As many as 60 times a day in the United States, a vehicle crashes into a commercial building, be it a restaurant, retail storefront or office suite. This surprising statistic highlights a largely overlooked problem that touches on premises liability, workplace safety, property and casualty insurance, and underwriting.

Many of these crashes are a result of driver error and often occur because businesses tend to orient themselves toward the street or parking lot, with their entrances facing forward for maximum visibility.

Unfortunately, this design strategy creates vulnerabilities and, even though there are simple solutions, the problem persists because of lack of awareness, applicable building codes and the will to correct the situation.

The following are some examples of such crashes from an eight-week period earlier this year:

* On March 1, 2014, an 88-year-old woman drove her Ford F-150 pickup truck through the front doors of a Food 4 Less grocery store in Las Vegas. Twenty-six people were hurt and nine hospitalized. One employee was dragged more than 200 feet through the store under the front bumper of the truck. Reports said that the driver mistook the gas pedal for the brake and accelerated into the store as she was driving toward the entrance. The driver was not cited.

* Less than two weeks later, hundreds of attendees were enjoying late night music events on a closed street at the popular South By Southwest Festival in Austin, Texas. A 21-year-old driver evading a DUI traffic stop turned a corner and drove through the temporary barricades at the end of the "closed" street, killing four and injuring two dozen. The driver is now facing capital murder charges and more than 20 counts of aggravated assault with a deadly weapon.

* On April 9, there was a minor collision on a street in Orlando, Florida. The car that was rear-ended somehow accelerated and travelled more than 100 feet, over a curb and through a parking area, before striking a KinderCare day care center filled with children and teachers. The car went through the wall and the facility, finally stopping because of the pile of furniture, debris and injured children in front of it. One young child was killed, and another 15 were injured. The investigation is ongoing.

* On April 25, a 74-year-old driver got into his car to leave Farrell's Ice Cream Parlor in Buena Park, California. Instead of backing out of his parking space, he accelerated forward, jumping the concrete wheel stop and striking six people waiting to enter the busy restaurant. One woman was killed and several more hospitalized. The driver was not cited.

These accidents are in no way out of the ordinary. Traffic collisions send cars careening into buildings every day. Drivers under the influence are involved in every kind of accident all too frequently. And there is an increasing amount of evidence that elderly drivers are responsible for a growing number of "pedal error" accidents, which include hitting the gas pedal instead of the brake, or putting the car into "drive" rather than "reverse."

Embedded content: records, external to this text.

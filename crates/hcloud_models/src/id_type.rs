//! Typed resource identifiers.
//!
//! One newtype per resource kind. All of them serialize to the plain numeric
//! identifier the API uses, but the types are never interchangeable: an
//! operation that wants an [`IsoId`] cannot be handed a [`ServerId`].

use crate::macros::numeric_id_type;

numeric_id_type!(ServerId, "Identifier of a server");
numeric_id_type!(IsoId, "Identifier of an ISO image");
numeric_id_type!(ImageId, "Identifier of a disk image");
numeric_id_type!(NetworkId, "Identifier of a private network");
numeric_id_type!(FirewallId, "Identifier of a firewall");
numeric_id_type!(PlacementGroupId, "Identifier of a placement group");
numeric_id_type!(SshKeyId, "Identifier of an uploaded SSH key");
numeric_id_type!(VolumeId, "Identifier of a volume");
numeric_id_type!(ActionId, "Identifier of an action record");
numeric_id_type!(DatacenterId, "Identifier of a datacenter");
numeric_id_type!(LocationId, "Identifier of a location");

#[cfg(test)]
#[allow(clippy::unwrap_used)]
mod tests {
    use super::*;

    #[test]
    fn id_serializes_as_plain_integer() {
        let id = ServerId::new(42);
        assert_eq!(serde_json::to_string(&id).unwrap(), "42");
    }

    #[test]
    fn id_deserializes_from_plain_integer() {
        let id: PlacementGroupId = serde_json::from_str("897").unwrap();
        assert_eq!(id, PlacementGroupId::new(897));
    }

    #[test]
    fn debug_names_the_resource_kind() {
        assert_eq!(format!("{:?}", IsoId::new(7)), "IsoId(7)");
    }
}
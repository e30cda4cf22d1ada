//! Client-side error types.

use std::fmt;

use hcloud_models::errors::ApiError;

use crate::request::RequestSnapshot;

/// Custom Result wrapping the error variant into an `error_stack::Report`.
pub type CustomResult<T, E> = error_stack::Result<T, E>;

/// A rejected API call: the typed error paired with the status code and a
/// snapshot of the request that produced it.
#[derive(Clone, Debug, PartialEq, Eq)]
pub struct Failure {
    pub error: ApiError,
    pub status_code: u16,
    pub request: RequestSnapshot,
}

impl fmt::Display for Failure {
    fn fmt(&self, f: &mut fmt::Formatter<'_>) -> fmt::Result {
        write!(
            f,
            "{} {} failed with status {}: {}",
            self.request.method, self.request.url, self.status_code, self.error
        )
    }
}

impl std::error::Error for Failure {
    fn source(&self) -> Option<&(dyn std::error::Error + 'static)> {
        Some(&self.error)
    }
}

/// Failures an operation can surface to the caller.
#[derive(Debug, thiserror::Error)]
pub enum ClientError {
    /// The API answered with a non-2xx status and a decodable error
    /// envelope.
    #[error("the API rejected the request: {0}")]
    Api(Failure),
    #[error("failed to encode the request body")]
    RequestEncodingFailed,
    #[error("failed to deserialize the response payload")]
    ResponseDeserializationFailed,
    #[error("failed to exchange the request with the API endpoint")]
    TransportFailure,
    #[error("base URL is not a valid URL")]
    UrlParsingFailed,
}
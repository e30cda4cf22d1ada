//! ISO image entity and its response envelopes.

use serde::{Deserialize, Serialize};
use time::OffsetDateTime;

use crate::{enums::IsoType, id_type::IsoId, meta::Meta};

/// An ISO image that can be attached to a server.
#[derive(Clone, Debug, Deserialize, Serialize, PartialEq, Eq)]
pub struct Iso {
    pub id: IsoId,
    pub name: Option<String>,
    pub description: String,
    #[serde(rename = "type")]
    pub iso_type: Option<IsoType>,
    #[serde(default)]
    pub architecture: Option<String>,
    #[serde(default)]
    pub deprecation: Option<Deprecation>,
}

/// Deprecation notice attached to an ISO.
#[derive(Clone, Debug, Deserialize, Serialize, PartialEq, Eq)]
pub struct Deprecation {
    #[serde(with = "time::serde::rfc3339")]
    pub announced: OffsetDateTime,
    #[serde(with = "time::serde::rfc3339")]
    pub unavailable_after: OffsetDateTime,
}

/// Envelope of the ISO list endpoint.
#[derive(Clone, Debug, Deserialize, Serialize, PartialEq, Eq)]
pub struct IsoListResponse {
    pub meta: Meta,
    pub isos: Vec<Iso>,
}

/// Envelope wrapping a single ISO.
#[derive(Clone, Debug, Deserialize, Serialize, PartialEq, Eq)]
pub struct IsoResponse {
    pub iso: Iso,
}
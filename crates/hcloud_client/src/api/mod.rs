//! Per-resource operation surfaces.

mod firewalls;
mod isos;
mod networks;
mod placement_groups;
mod servers;

pub use firewalls::Firewalls;
pub use isos::Isos;
pub use networks::Networks;
pub use placement_groups::PlacementGroups;
pub use servers::Servers;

The Storefront Safety Council has been collecting data from various sources in an effort to quantify these types of accidents. Statistics consistently show that almost half of all storefront accidents are the result of pedal error, and that drivers with less than five years driving experience and drivers over 70 years old are most prone to committing such errors. Unfortunately, this sets the stage for a surge of these crashes in coming years.

Two trends are responsible for this potential increase. First, according to the demographics of aging in the United States, more than 10,000 Americans turn 65 years old every day. In 2012, there were about 13 million licensed drivers above the age of 70. By 2025, the number of drivers over 85 will have more than doubled. These drivers are the most prone to the types of errors resulting in vehicle-into-building crashes, so there is likely to be a corresponding upswing in these types of accidents. …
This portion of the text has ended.